2. It also uses a pooling method based on \cite{journals/pami/HeZR015} called the RoI pooling layer that scales the input so the images don't have to be scaled before being set an an input image to the CNN. "RoI max pooling works by dividing the $h \times w$ RoI window into an $H \times W$ grid of sub-windows of approximate size $h/H \times w/W$ and then max-pooling the values in each sub-window into the corresponding output grid cell."
3. Backprop is performed for the RoI pooling layer by taking the argmax of the incoming gradients that overlap the incoming values.

This method is further improved by the paper "Faster R-CNN" \cite{conf/nips/RenHGS15}

Your comment:

3

[link] Summary by Alexander Jung 6 years ago

* The original R-CNN had three major disadvantages:
1. Two-staged training pipeline: Instead of only training a CNN, one had to train first a CNN and then multiple SVMs.
2. Expensive training: Training was slow and required lots of disk space (feature vectors needed to be written to disk for all region proposals (2000 per image) before training the SVMs).
3. Slow test: Each region proposal had to be handled independently.
* Fast R-CNN ist an improved version of R-CNN and tackles the mentioned problems.
* It no longer uses SVMs, only CNNs (single-stage).
* It does one single feature extraction per image instead of per region, making it much faster (9x faster at training, 213x faster at test).
* It is more accurate than R-CNN.

### How
* The basic architecture, training and testing methods are mostly copied from R-CNN.
* For each image at test time they do:
* They generate region proposals via selective search.
* They feed the image once through the convolutional layers of a pre-trained network, usually VGG16.
* For each region proposal they extract the respective region from the features generated by the network.
* The regions can have different sizes, but the following steps need fixed size vectors.

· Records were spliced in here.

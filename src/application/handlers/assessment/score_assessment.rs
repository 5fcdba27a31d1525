//! ScoreAssessmentHandler - Query handler computing the result of a session.
//!
//! Scores are recomputed from the stored answers on every call.

use std::sync::Arc;

use crate::domain::enneagram::{AssessmentError, AssessmentOrchestrator, AssessmentResult};
use crate::domain::foundation::SessionId;
use crate::ports::AssessmentSessionStore;

/// Query to score a session.
#[derive(Debug, Clone)]
pub struct ScoreAssessmentQuery {
    pub session_id: SessionId,
}

/// Handler for scoring sessions.
pub struct ScoreAssessmentHandler {
    store: Arc<dyn AssessmentSessionStore>,
    orchestrator: AssessmentOrchestrator,
}

impl ScoreAssessmentHandler {
    pub fn new(store: Arc<dyn AssessmentSessionStore>, orchestrator: AssessmentOrchestrator) -> Self {
        Self { store, orchestrator }
    }

    pub async fn handle(&self, query: ScoreAssessmentQuery) -> Result<AssessmentResult, AssessmentError> {
        let session = self
            .store
            .find(&query.session_id)
            .await?
            .ok_or(AssessmentError::SessionNotFound(query.session_id))?;

        let result = self.orchestrator.evaluate(&session)?;

        tracing::info!(
            session_id = %query.session_id,
            primary_type = %result.primary_type,
            stage1_primary_type = %result.stage1_primary_type,
            confidence = %result.confidence,
            wing = %result.likely_wing,
            "Assessment scored"
        );

        Ok(result)
    }
}

#[cfg(test)]
mod tests {
    use super::*;
    use crate::adapters::storage::InMemorySessionStore;
    use crate::domain::enneagram::{AssessmentSession, ConfidenceBand, EnneagramType, ItemBank, LikertResponse};
    use crate::domain::foundation::{Likert, Locale};

    fn handler(store: Arc<InMemorySessionStore>) -> ScoreAssessmentHandler {
        ScoreAssessmentHandler::new(store, AssessmentOrchestrator::new(Arc::new(ItemBank::load().unwrap())))
    }

    #[tokio::test]
    async fn scores_stored_answers() {
        let store = Arc::new(InMemorySessionStore::new());
        let mut session = AssessmentSession::new(SessionId::new(), Locale::En);
        session.record_screener(
            &["s1_01", "s1_02", "s1_03", "s1_04", "s1_05"]
                .map(|id| LikertResponse::new(id, Likert::StronglyAgree)),
        );
        store.create(&session).await.unwrap();

        let result = handler(store)
            .handle(ScoreAssessmentQuery {
                session_id: *session.id(),
            })
            .await
            .unwrap();

        assert_eq!(result.primary_type, EnneagramType::One);
        assert_eq!(result.raw_scores.get(&EnneagramType::One), Some(&25));
        assert_eq!(result.confidence, ConfidenceBand::High);
    }

    #[tokio::test]
    async fn session_without_screener_has_no_result() {
        let store = Arc::new(InMemorySessionStore::new());
        let session = AssessmentSession::new(SessionId::new(), Locale::En);
        store.create(&session).await.unwrap();

        let result = handler(store)
            .handle(ScoreAssessmentQuery {
                session_id: *session.id(),
            })
            .await;
        assert!(matches!(result, Err(AssessmentError::ResponsesNotFound(_))));
    }

    #[tokio::test]
    async fn unknown_session_is_not_found() {
        let result = handler(Arc::new(InMemorySessionStore::new()))
            .handle(ScoreAssessmentQuery {
                session_id: SessionId::new(),
            })
            .await;
        assert!(matches!(result, Err(AssessmentError::SessionNotFound(_))));
    }
}
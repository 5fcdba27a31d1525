//! Narrative Adapters
//!
//! Implementations of the `NarrativeGenerator` port.
//!
//! - **AnthropicNarrativeGenerator** - Interpretations from the Messages API
//! - **TemplateNarrativeGenerator** - Deterministic prose from type profiles
//! - **FailoverNarrativeGenerator** - Primary generator with template fallback

mod anthropic_generator;
mod failover_generator;
mod template_generator;

pub use anthropic_generator::{
    build_prompt, is_usable_api_key, parse_interpretation, AnthropicNarrativeConfig,
    AnthropicNarrativeGenerator,
};
pub use failover_generator::FailoverNarrativeGenerator;
pub use template_generator::TemplateNarrativeGenerator;
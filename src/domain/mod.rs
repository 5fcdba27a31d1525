//! Domain layer containing business logic and domain types.
//!
//! # Module Organization
//!
//! - `foundation` - Shared domain primitives (value objects, IDs, enums, errors)
//! - `enneagram` - Item bank, scorers, discriminator selection, orchestration

pub mod enneagram;
pub mod foundation;
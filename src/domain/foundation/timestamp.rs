//! Timestamp value object for immutable points in time.

use chrono::{DateTime, Utc};
use serde::{Deserialize, Serialize};

/// Immutable point in time, always UTC.
#[derive(Debug, Clone, Copy, PartialEq, Eq, PartialOrd, Ord, Serialize, Deserialize)]
#[serde(transparent)]
pub struct Timestamp(DateTime<Utc>);

impl Timestamp {
    /// Creates a timestamp for the current moment.
    pub fn now() -> Self {
        Self(Utc::now())
    }

    /// Creates a timestamp from a DateTime<Utc>.
    pub fn from_datetime(dt: DateTime<Utc>) -> Self {
        Self(dt)
    }

    /// Returns the inner DateTime.
    pub fn as_datetime(&self) -> &DateTime<Utc> {
        &self.0
    }

    /// Checks if this timestamp is after another.
    pub fn is_after(&self, other: &Timestamp) -> bool {
        self.0 > other.0
    }
}
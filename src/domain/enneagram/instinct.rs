//! Instinct Scorer - raw sp/so/sx sums and the dominant instinct.

use serde::{Deserialize, Serialize};
use std::collections::HashMap;

use super::response::{dedup_first_seen, LikertResponse};
use super::types::Instinct;

/// Raw instinct sums. No normalization is applied.
#[derive(Debug, Clone, Copy, PartialEq, Eq, Serialize, Deserialize)]
pub struct InstinctScores {
    pub sp: u32,
    pub so: u32,
    pub sx: u32,
    pub dominant: Instinct,
}

impl InstinctScores {
    /// Builds scores from sums, deriving `dominant`.
    pub fn from_sums(sp: u32, so: u32, sx: u32) -> Self {
        Self {
            sp,
            so,
            sx,
            dominant: dominant_of(sp, so, sx),
        }
    }

    pub fn get(&self, instinct: Instinct) -> u32 {
        match instinct {
            Instinct::Sp => self.sp,
            Instinct::So => self.so,
            Instinct::Sx => self.sx,
        }
    }

    pub fn total(&self) -> u32 {
        self.sp + self.so + self.sx
    }
}

/// Argmax with ties going to the earlier of `sp, so, sx`.
fn dominant_of(sp: u32, so: u32, sx: u32) -> Instinct {
    let mut best = Instinct::Sp;
    let mut best_score = sp;
    for (instinct, score) in [(Instinct::So, so), (Instinct::Sx, sx)] {
        if score > best_score {
            best = instinct;
            best_score = score;
        }
    }
    best
}

pub struct InstinctScorer;

impl InstinctScorer {
    /// Sums instinct answers with the same dedup and skip rules as Stage 1.
    pub fn score(instinct_map: &HashMap<String, Instinct>, responses: &[LikertResponse]) -> InstinctScores {
        let (mut sp, mut so, mut sx) = (0u32, 0u32, 0u32);
        for response in dedup_first_seen(responses) {
            let value = u32::from(response.value.value());
            match instinct_map.get(&response.item_id) {
                Some(Instinct::Sp) => sp += value,
                Some(Instinct::So) => so += value,
                Some(Instinct::Sx) => sx += value,
                None => {}
            }
        }
        InstinctScores::from_sums(sp, so, sx)
    }
}
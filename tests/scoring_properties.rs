//! Scoring properties that hold for any set of answers.

use proptest::prelude::*;
use std::collections::{BTreeMap, HashSet};

use lifecraft_enneagram::domain::enneagram::{
    ConfidenceBand, DiscriminatorPair, DiscriminatorSelector, EnneagramType, InstinctScores,
    ItemBank, LikertResponse, ProbabilityDistribution, Stage1Scorer,
};
use lifecraft_enneagram::domain::foundation::{Likert, Locale};

fn bank() -> ItemBank {
    ItemBank::load().expect("catalog loads")
}

fn likert(value: u8) -> Likert {
    Likert::try_from_u8(value).expect("value in 1..=5")
}

/// Responses built from (screener index, value) pairs.
fn responses(bank: &ItemBank, picks: &[(usize, u8)]) -> Vec<LikertResponse> {
    let items = bank.screener_items(Locale::En);
    picks
        .iter()
        .map(|(index, value)| LikertResponse::new(items[index % items.len()].id.clone(), likert(*value)))
        .collect()
}

fn picks() -> impl Strategy<Value = Vec<(usize, u8)>> {
    prop::collection::vec((0usize..45, 1u8..=5), 0..60)
}

/// `lead` between the two leaders, the rest sharing what is left.
fn distribution_with_lead(top: f64, second: f64) -> ProbabilityDistribution {
    let rest = (1.0 - top - second) / 7.0;
    let mut dist: BTreeMap<_, _> = EnneagramType::ALL.iter().map(|t| (*t, rest)).collect();
    dist.insert(EnneagramType::Three, top);
    dist.insert(EnneagramType::Six, second);
    dist
}

proptest! {
    #[test]
    fn probabilities_are_normalized(picks in picks()) {
        let bank = bank();
        let scores = Stage1Scorer::score(bank.item_type_map(Locale::En), &responses(&bank, &picks));

        prop_assert_eq!(scores.probabilities.len(), 9);
        let total: f64 = scores.probabilities.values().sum();
        prop_assert!((total - 1.0).abs() < 1e-9);
        prop_assert!(scores.probabilities.values().all(|p| (0.0..=1.0).contains(p)));
    }

    #[test]
    fn repeated_item_ids_do_not_change_scores(picks in picks()) {
        let bank = bank();
        let map = bank.item_type_map(Locale::En);
        let once = responses(&bank, &picks);
        let mut twice = once.clone();
        twice.extend(once.iter().map(|r| LikertResponse::new(r.item_id.clone(), Likert::StronglyAgree)));

        prop_assert_eq!(Stage1Scorer::score(map, &once), Stage1Scorer::score(map, &twice));
    }

    #[test]
    fn unknown_item_ids_are_ignored(picks in picks(), extra in prop::collection::vec(1u8..=5, 1..10)) {
        let bank = bank();
        let map = bank.item_type_map(Locale::En);
        let known = responses(&bank, &picks);
        let mut noisy = known.clone();
        for (n, value) in extra.iter().enumerate() {
            noisy.push(LikertResponse::new(format!("zz_{}", n), likert(*value)));
        }

        prop_assert_eq!(Stage1Scorer::score(map, &known), Stage1Scorer::score(map, &noisy));
    }

    #[test]
    fn discriminator_plan_is_deterministic(picks in picks()) {
        let bank = bank();
        let scores = Stage1Scorer::score(bank.item_type_map(Locale::En), &responses(&bank, &picks));

        let first = DiscriminatorSelector::build_plan(&bank, Locale::En, &scores);
        let second = DiscriminatorSelector::build_plan(&bank, Locale::En, &scores);
        prop_assert_eq!(&first, &second);

        let unique: HashSet<_> = first.item_ids().collect();
        prop_assert_eq!(unique.len(), first.len());
        prop_assert!(first.pairs.len() <= 3);
    }
}

#[test]
fn empty_or_unmapped_answers_fall_back_to_uniform() {
    let bank = bank();
    let map = bank.item_type_map(Locale::En);
    let unmapped = vec![
        LikertResponse::new("nope", Likert::StronglyAgree),
        LikertResponse::new("i_01", Likert::StronglyAgree),
    ];

    for answers in [Vec::new(), unmapped] {
        let scores = Stage1Scorer::score(map, &answers);
        for p in scores.probabilities.values() {
            assert_eq!(*p, 1.0 / 9.0);
        }
        assert_eq!(ConfidenceBand::classify(&scores.probabilities), ConfidenceBand::Low);
    }
}

#[test]
fn confidence_thresholds() {
    assert_eq!(ConfidenceBand::classify(&distribution_with_lead(0.45, 0.20)), ConfidenceBand::High);
    assert_eq!(ConfidenceBand::classify(&distribution_with_lead(0.40, 0.20)), ConfidenceBand::High);
    assert_eq!(ConfidenceBand::classify(&distribution_with_lead(0.30, 0.20)), ConfidenceBand::Medium);
    assert_eq!(ConfidenceBand::classify(&distribution_with_lead(0.25, 0.20)), ConfidenceBand::Low);
}

#[test]
fn instinct_tie_prefers_sp_then_so() {
    use lifecraft_enneagram::domain::enneagram::Instinct;

    assert_eq!(InstinctScores::from_sums(10, 10, 8).dominant, Instinct::Sp);
    assert_eq!(InstinctScores::from_sums(4, 9, 9).dominant, Instinct::So);
    assert_eq!(InstinctScores::from_sums(0, 0, 0).dominant, Instinct::Sp);
}

#[test]
fn locales_share_catalog_structure() {
    let bank = bank();

    assert_eq!(
        bank.item_type_map(Locale::En),
        bank.item_type_map(Locale::Kr),
        "screener ids map to the same types in both locales"
    );
    assert_eq!(bank.instinct_map(Locale::En), bank.instinct_map(Locale::Kr));
    assert_eq!(
        bank.narrative_prompts(Locale::En).len(),
        bank.narrative_prompts(Locale::Kr).len()
    );

    for pair in DiscriminatorPair::ALL {
        let en: Vec<_> = bank.pair_items(Locale::En, pair).map(|i| i.id.clone()).collect();
        let kr: Vec<_> = bank.pair_items(Locale::Kr, pair).map(|i| i.id.clone()).collect();
        assert_eq!(en, kr, "pair {}", pair);
        assert!(en.len() >= 2);
    }

    let en_ids: Vec<_> = bank.screener_items(Locale::En).iter().map(|i| &i.id).collect();
    let kr_ids: Vec<_> = bank.screener_items(Locale::Kr).iter().map(|i| &i.id).collect();
    assert_eq!(en_ids, kr_ids);
}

So each region is downscaled via max-pooling so that it has a size of 7x7 (so apparently they ignore regions of sizes below 7x7...?).
* This is called Region of Interest Pooling (RoI-Pooling).
* During the backwards pass, partial derivatives can be transferred to the maximum value (as usually in max pooling). That derivative values are summed up over different regions (in the same image).
* They reshape the 7x7 regions to vectors of length `F*7*7`, where `F` was the number of filters in the last convolutional layer.
* They feed these vectors through another network which predicts:
1. The class of the region (including background class).
2. Top left x-coordinate, top left y-coordinate, log height and log width of the bounding box (i.e. it fine-tunes the region proposal's bounding box). These values are predicted once for every class (so `K*4` values).
* Architecture as image:
* ![Architecture](https://raw.githubusercontent.com/aleju/papers/master/neural-nets/images/Fast_R-CNN__architecture.jpg?raw=true "Architecture")
* Sampling for training
* Efficiency
* If batch size is `B` it is inefficient to sample regions proposals from `B` images as each image will require a full forward pass through the base network (e.g. VGG16).
* It is much more efficient to use few images to share most of the computation between region proposals.
* They use two images per batch (each 64 region proposals) during training.
* This technique introduces correlations between examples in batches, but they did not observe any problems from that.
* They call this technique "hierarchical sampling" (first images, then region proposals).
* IoUs
* Positive examples for specific classes during training are region proposals that have an IoU with ground truth bounding boxes of `>=0.5`.
* Examples for background region proposals during training have IoUs with any ground truth box in the interval `(0.1, 0.5]`.
* Not picking IoUs below 0.1 is similar to hard negative mining.
* They use 25% positive examples, 75% negative/background examples per batch.
* They apply horizontal flipping as data augmentation, nothing else.
* Outputs
* For their class predictions the use a simple softmax with negative log likelihood.
* For their bounding box regression they use a smooth L1 loss (similar to mean absolute error, but switches to mean squared error for very low values).
* Smooth L1 loss is less sensitive to outliers and less likely to suffer from exploding gradients.
* The smooth L1 loss is only active for positive examples (not background examples). (Not active means that it is zero.)
* Training schedule
* The use SGD.
* They train 30k batches with learning rate 0.001, then 0.0001 for another 10k batches. (On Pascal VOC, they use more batches on larger datasets.)
* They use twice the learning rate for the biases.
* They use momentum of 0.9.
* They use parameter decay of 0.0005.
* Truncated SVD
* The final network for class prediction and bounding box regression has to be applied to every region proposal.
* It contains one large fully connected hidden layer and one fully connected output layer (`K+1` classes plus `K*4` regression values).
* For 2000 proposals that becomes slow.
* So they compress the layers after training to less weights via truncated SVD.
* A weights matrix is approximated via ![T-SVD equation](https://raw.githubusercontent.com/aleju/papers/master/neural-nets/images/Fast_R-CNN__tsvd.jpg?raw=true "T-SVD equation")
* U (`u x t`) are the first `t` left-singular vectors of W.
* Sigma is a `t x t` diagonal matrix of the top `t` singular values.
* V (`v x t`) are the first `t` right-singular vectors of W.
* W is then replaced by two layers: One contains `Sigma V^T` as weights (no biases), the other contains `U` as weights (with original biases).
* Parameter count goes down to `t(u+v)` from `uv`.

### Results
* They try three base models:
* AlexNet (Small, S)
* VGG-CNN-M-1024 (Medium, M)
* VGG16 (Large, L)
* On VGG16 and Pascal VOC 2007, compared to original R-CNN:
* Training time down to 9.5h from 84h (8.8x faster).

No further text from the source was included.